Evaluer plus précisément les stocks et ajuster la conduite du troupeau

Publié le par Bertrand Bluet (Institut de l'Elevage)
Systèmes fourragers Alimentation - Abreuvement Caprin
Des stocks de fourrage limités voir insuffisants impliquent nécessairement un impact négatif sur les résultats technico-économiques de l’atelier caprin. Pour autant, avec de l’anticipation dès le début de la campagne, le choix d’une stratégie claire et une vigilance quotidienne accrue, il est possible d’atténuer cet impact. Cet article propose quelques pistes de réflexion à adapter à chaque situation.

Être encore plus vigilant sur la gestion des effectifs

Une meilleure gestion des stocks passe avant tout par limiter le nombre d’animaux à nourrir au strict nécessaire. L’effectif doit être cohérent avec l’objectif de production et doit être ajusté tout au long de la campagne.

Réformer régulièrement

Selon les systèmes alimentaires, la quantité de fourrage distribuée par chèvre varie de 500g à 3kg par jour. Pour un troupeau de 200 chèvres avec 30% de renouvellement, reculer le moment de la réforme de 2 mois peut donc entrainer une surconsommation jusqu’à 11 T de fourrages. Ainsi, il convient de réformer les chèvres dès qu’elles ont atteint un des critères propres à chaque exploitation et chaque période : faible niveau de production, échec à la reproduction, problèmes morphologiques ou sanitaires… Il peut donc être utile d’avancer ou d’augmenter la fréquence des mesures : contrôle de performance, échographies etc.

Ajuster au mieux le renouvellement

Le nombre de chevrettes élevées doit être raisonné plus finement en fonction des besoins du troupeau. Bien souvent, les éleveurs ont tendance à garder plus de chevrettes pour conserver une marge de sécurité. La situation actuelle peut être l’occasion de faire un bilan des années précédentes pour réévaluer le besoin de renouvellement. Certaines stratégies de conduite, comme le recours aux lactations longues, peuvent également permettre de réduire le besoin en renouvellement.

Réduire ponctuellement la part d’animaux à forts besoins

Des chèvres taries consomment un peu moins de fourrage et surtout nécessitent moins de fourrage de qualité.
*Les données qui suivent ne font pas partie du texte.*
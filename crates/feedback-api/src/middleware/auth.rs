//! Authentication middleware.
//!
//! Both layers resolve an [`Identity`](crate::auth::gateway::Identity)
//! through the gateway and attach it to the request's extensions for
//! handlers to consume. Write routes use the API-key layer; read routes use
//! the JWT layer.

use crate::errors::ApiError;
use crate::routes::AppState;
use axum::{
    extract::{Request, State},
    http::header,
    middleware::Next,
    response::{IntoResponse, Response},
};
use std::sync::Arc;
use tracing::warn;

const API_KEY_HEADER: &str = "x-api-key";
const TARGET_ID_HEADER: &str = "x-target-id";

fn header_str<'a>(request: &'a Request, name: &str) -> Option<&'a str> {
    request.headers().get(name).and_then(|v| v.to_str().ok())
}

/// Require a valid `X-API-Key` / `X-Target-Id` pair.
pub async fn require_api_key(
    State(state): State<Arc<AppState>>,
    mut request: Request,
    next: Next,
) -> Response {
    let identity = state.gateway.authenticate_api_key(
        header_str(&request, API_KEY_HEADER),
        header_str(&request, TARGET_ID_HEADER),
    );

    match identity {
        Ok(identity) => {
            request.extensions_mut().insert(identity);
            next.run(request).await
        }
        Err(err) => {
            warn!(
                target: "api.auth",
                code = err.kind.code(),
                request_id = %err.request_id,
                "api key authentication rejected"
            );
            ApiError::from(err).into_response()
        }
    }
}

/// Require a valid `Authorization: Bearer <jwt>` header.
pub async fn require_jwt(
    State(state): State<Arc<AppState>>,
    mut request: Request,
    next: Next,
) -> Response {
    let authorization = header_str(&request, header::AUTHORIZATION.as_str()).map(str::to_string);

    match state
        .gateway
        .authenticate_bearer(authorization.as_deref())
        .await
    {
        Ok(identity) => {
            request.extensions_mut().insert(identity);
            next.run(request).await
        }
        Err(err) => {
            warn!(
                target: "api.auth",
                code = err.kind.code(),
                request_id = %err.request_id,
                "bearer authentication rejected"
            );
            ApiError::from(err).into_response()
        }
    }
}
En cas de pénurie ponctuelle, dans certaines stratégies de reproduction, on peut augmenter la proportion de chèvres taries sur une campagne en faisant par exemple moins de lactations longues.

Maîtriser la distribution du fourrage et faire la chasse au gaspillage

La différence entre la quantité de fourrage utilisée et celle réellement ingérée par les animaux est très variable. Elle dépend de la nature du fourrage et de sa qualité, du type d’auge et de la gestion de la distribution. Ces points sont donc à repenser dans chaque situation. Des économies conséquentes peuvent être par exemple réalisées en supprimant les apports « libre-service » tout en veillant à ce que du fourrage soit toujours disponible à l’auge, en effectuant plusieurs « petites » distributions à la place d’une « grande », en surveillant les refus pour les limiter au strict nécessaire (5 à 10% selon la nature du fourrage), en aménageant les auges pour limiter les fourrages tirés en litière etc.
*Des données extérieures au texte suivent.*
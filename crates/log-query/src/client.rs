//! The query API trait and its HTTP implementation.

use crate::error::QueryError;
use chrono::{DateTime, Duration, Utc};
use reqwest::Client;
use serde::{Deserialize, Serialize};
use tracing::{error, instrument, warn};

/// Default timeout for query service requests in seconds.
const REQUEST_TIMEOUT_SECS: u64 = 10;

/// Default query executed when the caller supplies none.
const DEFAULT_QUERY: &str =
    "fields @timestamp, @message | sort @timestamp desc | limit 100";

/// Identifier of a submitted query job.
#[derive(Debug, Clone, PartialEq, Eq, Serialize, Deserialize)]
#[serde(transparent)]
pub struct JobId(pub String);

impl std::fmt::Display for JobId {
    fn fmt(&self, f: &mut std::fmt::Formatter<'_>) -> std::fmt::Result {
        f.write_str(&self.0)
    }
}

/// A query to run against a set of log groups over a time window.
#[derive(Debug, Clone, Serialize)]
#[serde(rename_all = "camelCase")]
pub struct QuerySpec {
    /// Log groups to search.
    pub log_groups: Vec<String>,

    /// Query text in the remote service's query language.
    pub query: String,

    /// Window start (inclusive).
    pub start_time: DateTime<Utc>,

    /// Window end (inclusive).
    pub end_time: DateTime<Utc>,
}

impl QuerySpec {
    /// The default query over the last hour.
    pub fn last_hour(log_groups: Vec<String>) -> Self {
        let end_time = Utc::now();
        Self {
            log_groups,
            query: DEFAULT_QUERY.to_string(),
            start_time: end_time - Duration::hours(1),
            end_time,
        }
    }
}

/// Remote job status as reported by the query service.
#[derive(Debug, Clone, Copy, PartialEq, Eq, Serialize, Deserialize)]
#[serde(rename_all = "snake_case")]
pub enum RemoteStatus {
    Running,
    Complete,
    Failed,
    Cancelled,
}

impl RemoteStatus {
    pub fn is_terminal(self) -> bool {
        !matches!(self, RemoteStatus::Running)
    }
}

/// One observation of a job: its status, and the result rows once complete.
#[derive(Debug, Clone, Deserialize)]
#[serde(rename_all = "camelCase")]
pub struct JobSnapshot {
    pub status: RemoteStatus,
    #[serde(default)]
    pub result: Option<serde_json::Value>,
}

/// The submit-then-poll query protocol.
#[async_trait::async_trait]
pub trait LogQueryApi: Send + Sync {
    /// Submit a query for background execution.
    async fn submit(&self, spec: &QuerySpec) -> Result<JobId, QueryError>;

    /// Fetch the current status (and result, if complete) of a job.
    async fn get_status(&self, job_id: &JobId) -> Result<JobSnapshot, QueryError>;
}

#[derive(Debug, Deserialize)]
#[serde(rename_all = "camelCase")]
struct SubmitResponse {
    job_id: JobId,
}

/// HTTP client for the remote query service.
#[derive(Clone)]
pub struct HttpLogQueryClient {
    /// HTTP client with configured timeouts.
    client: Client,

    /// Base URL of the query service.
    base_url: String,
}

impl HttpLogQueryClient {
    /// Create a new query client.
    ///
    /// # Errors
    ///
    /// Returns `QueryError::Transport` if the HTTP client cannot be built.
    pub fn new(base_url: String) -> Result<Self, QueryError> {
        let client = Client::builder()
            .timeout(std::time::Duration::from_secs(REQUEST_TIMEOUT_SECS))
            .connect_timeout(std::time::Duration::from_secs(5))
            .build()
            .map_err(|e| {
                error!(target: "log_query.client", error = %e, "Failed to build HTTP client");
                QueryError::Transport(e.to_string())
            })?;

        Ok(Self { client, base_url })
    }
}

#[async_trait::async_trait]
impl LogQueryApi for HttpLogQueryClient {
    #[instrument(skip_all, fields(log_groups = spec.log_groups.len()))]
    async fn submit(&self, spec: &QuerySpec) -> Result<JobId, QueryError> {
        let url = format!("{}/queries", self.base_url);

        let response = self
            .client
            .post(&url)
            .json(spec)
            .send()
            .await
            .map_err(|e| {
                warn!(target: "log_query.client", error = %e, "Query submission request failed");
                QueryError::Transport(e.to_string())
            })?;

        let status = response.status();
        if !status.is_success() {
            let body = response.text().await.unwrap_or_default();
            warn!(
                target: "log_query.client",
                status = %status,
                body = %body,
                "Query submission rejected"
            );
            return Err(QueryError::SubmissionFailed(format!(
                "service returned {}",
                status
            )));
        }

        let submitted: SubmitResponse = response.json().await.map_err(|e| {
            error!(target: "log_query.client", error = %e, "Failed to parse submission response");
            QueryError::InvalidResponse(e.to_string())
        })?;

        Ok(submitted.job_id)
    }

    #[instrument(skip(self), fields(job_id = %job_id))]
    async fn get_status(&self, job_id: &JobId) -> Result<JobSnapshot, QueryError> {
        let url = format!("{}/queries/{}", self.base_url, job_id);

        let response = self.client.get(&url).send().await.map_err(|e| {
            warn!(target: "log_query.client", error = %e, "Status request failed");
            QueryError::Transport(e.to_string())
        })?;

        let status = response.status();
        if !status.is_success() {
            warn!(target: "log_query.client", status = %status, "Status request rejected");
            return Err(QueryError::InvalidResponse(format!(
                "service returned {}",
                status
            )));
        }

        response.json().await.map_err(|e| {
            error!(target: "log_query.client", error = %e, "Failed to parse status response");
            QueryError::InvalidResponse(e.to_string())
        })
    }
}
Trouver une méthode adaptée à chaque situation pour mesurer les quantités distribuées quotidiennement et anticiper d’éventuelles dérives est important : systèmes de pesées sur matériel de distribution, enregistrement des poids et nombres de bottes utilisées etc.

Enfin, en système pâturant ou en affouragement en vert, il convient d’étudier toute possibilité de valorisation des repousses automnales tout en veillant à maintenir une ration de qualité. Des rations mixtes stocks et herbe verte peuvent alors être envisagées.
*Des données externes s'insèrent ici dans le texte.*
//! Claims extracted from verified bearer tokens.

use serde::{Deserialize, Serialize};
use std::fmt;

/// Claims from a validated JWT.
///
/// The subject fields contain user identifiers and are redacted in Debug
/// output to keep them out of logs.
#[derive(Clone, Serialize, Deserialize)]
pub struct Claims {
    /// Subject (user id). Some identity providers omit it on certain token
    /// types, so the `username` claim acts as a fallback.
    #[serde(default, skip_serializing_if = "Option::is_none")]
    pub sub: Option<String>,

    /// Expiration timestamp (Unix epoch seconds).
    pub exp: i64,

    /// Issued-at timestamp (Unix epoch seconds).
    #[serde(default, skip_serializing_if = "Option::is_none")]
    pub iat: Option<i64>,

    /// Token issuer.
    #[serde(default, skip_serializing_if = "Option::is_none")]
    pub iss: Option<String>,

    /// Username claim, used when `sub` is absent.
    #[serde(
        default,
        alias = "cognito:username",
        skip_serializing_if = "Option::is_none"
    )]
    pub username: Option<String>,

    /// Space-separated scopes, when the provider issues them.
    #[serde(default, skip_serializing_if = "Option::is_none")]
    pub scope: Option<String>,
}

impl Claims {
    /// The authenticated user id: `sub`, falling back to `username`.
    pub fn subject(&self) -> Option<&str> {
        self.sub.as_deref().or(self.username.as_deref())
    }
}

impl fmt::Debug for Claims {
    fn fmt(&self, f: &mut fmt::Formatter<'_>) -> fmt::Result {
        f.debug_struct("Claims")
            .field("sub", &self.sub.as_ref().map(|_| "[REDACTED]"))
            .field("exp", &self.exp)
            .field("iat", &self.iat)
            .field("iss", &self.iss)
            .field("username", &self.username.as_ref().map(|_| "[REDACTED]"))
            .field("scope", &self.scope)
            .finish()
    }
}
Faire un bilan fourrager précis, planifier et suivre la distribution

Un bilan fourrager, c’est-à-dire l’analyse de la balance entre les besoins en fourrages et les stocks, peut être fait avec divers degrés de précision. En situation de pénurie, une fois les mesures précédemment citées prises, une approche fine du bilan fourrager s’impose et le suivi hebdomadaire de l’évolution du stock est indispensable.

Prédire avec précision les effectifs, planifier les réformes

En élevage caprin, les effectifs d’animaux par catégorie peuvent évoluer fortement au cours de la campagne, les besoins des animaux évoluent avec le stade de lactation et au-delà du foin ingéré, la gestion de la distribution impacte fortement les quantités de fourrages utilisés. Estimer les besoins mois par mois, lot par lot, type de fourrage par type de fourrage, peut s’avérer nécessaire dans des situations complexes.

 

Exemple d’estimation des besoins pour 1 lot

 

Distribution LOT Mise bas de printemps en kg brut

 

 

 

effectif

Foin bon

Foin moyen

Enrubannage

Maïs

Granulé

/Jour

/chèvre

/mois

lot

/Jour

chèvre

/mois

lot

/Jour

/chèvre

/mois

lot

/Jour

/chèvre

/mois

lot

/Jour

/chèvre

/mois

lot

Janvier

80

 

 

2,5

6200

 

 

0,3

744

0,1

248

Février

80

1,5

3360

 

 

1,5

3360

0,5

1120

0,2

448

Mars

75

1,7

3952,5

 

 

1,5

3487,5

0,8

1860

0,4

930

Avril

75

1,7

3952,5

 

 

1,5

3375

0,8

1800

0,4

900

Mai

72

1,7

3794,4

 

 

1,5

3348

0,8

1785,6

0,4

892,8

Juin

72

1,5

3240

 

 

1,5

3240

0,8

1728

0,4

864

Juillet

72

1,5

3348

 

 

1,5

3348

0,7

1562,4

0,35

781,2

Août

70

1

2170

0,6

1302

1,5

3255

0,7

1519

0,35

759,5

Septembre

65

1

1950

0,6

1170

1,5

2925

0,6

1170

0,35

682,5

Octobre

65

1

2015

0,6

1209

1,5

3022,5

0,6

1209

0,3

604,5

Novembre

60

1

1800

0,6

1080

1,5

2700

0,6

1080

0,3

540

Décembre

60

1

1860

0,6

1116

1,5

2790

0,6

1116

0,3

558

TOTAL BRUT

 

31442

 

12077

 

34851

 

16694

 

8208,5

TOTAL/animal

446

171

494

237

116

 

Mesurer les stocks avec précision

Les poids des bottes, les tailles et densités des silos, les taux de matière sèche des différents fourrages utilisés peuvent être très variables. Surestimer de 50kg 200 bottes de foin ou surestimer de 10% de matière sèche 200 bottes d’enrubannage, cela peut amener à se tromper de 8T de MS dans les stocks soit de quoi nourrir potentiellement une quinzaine de chèvre.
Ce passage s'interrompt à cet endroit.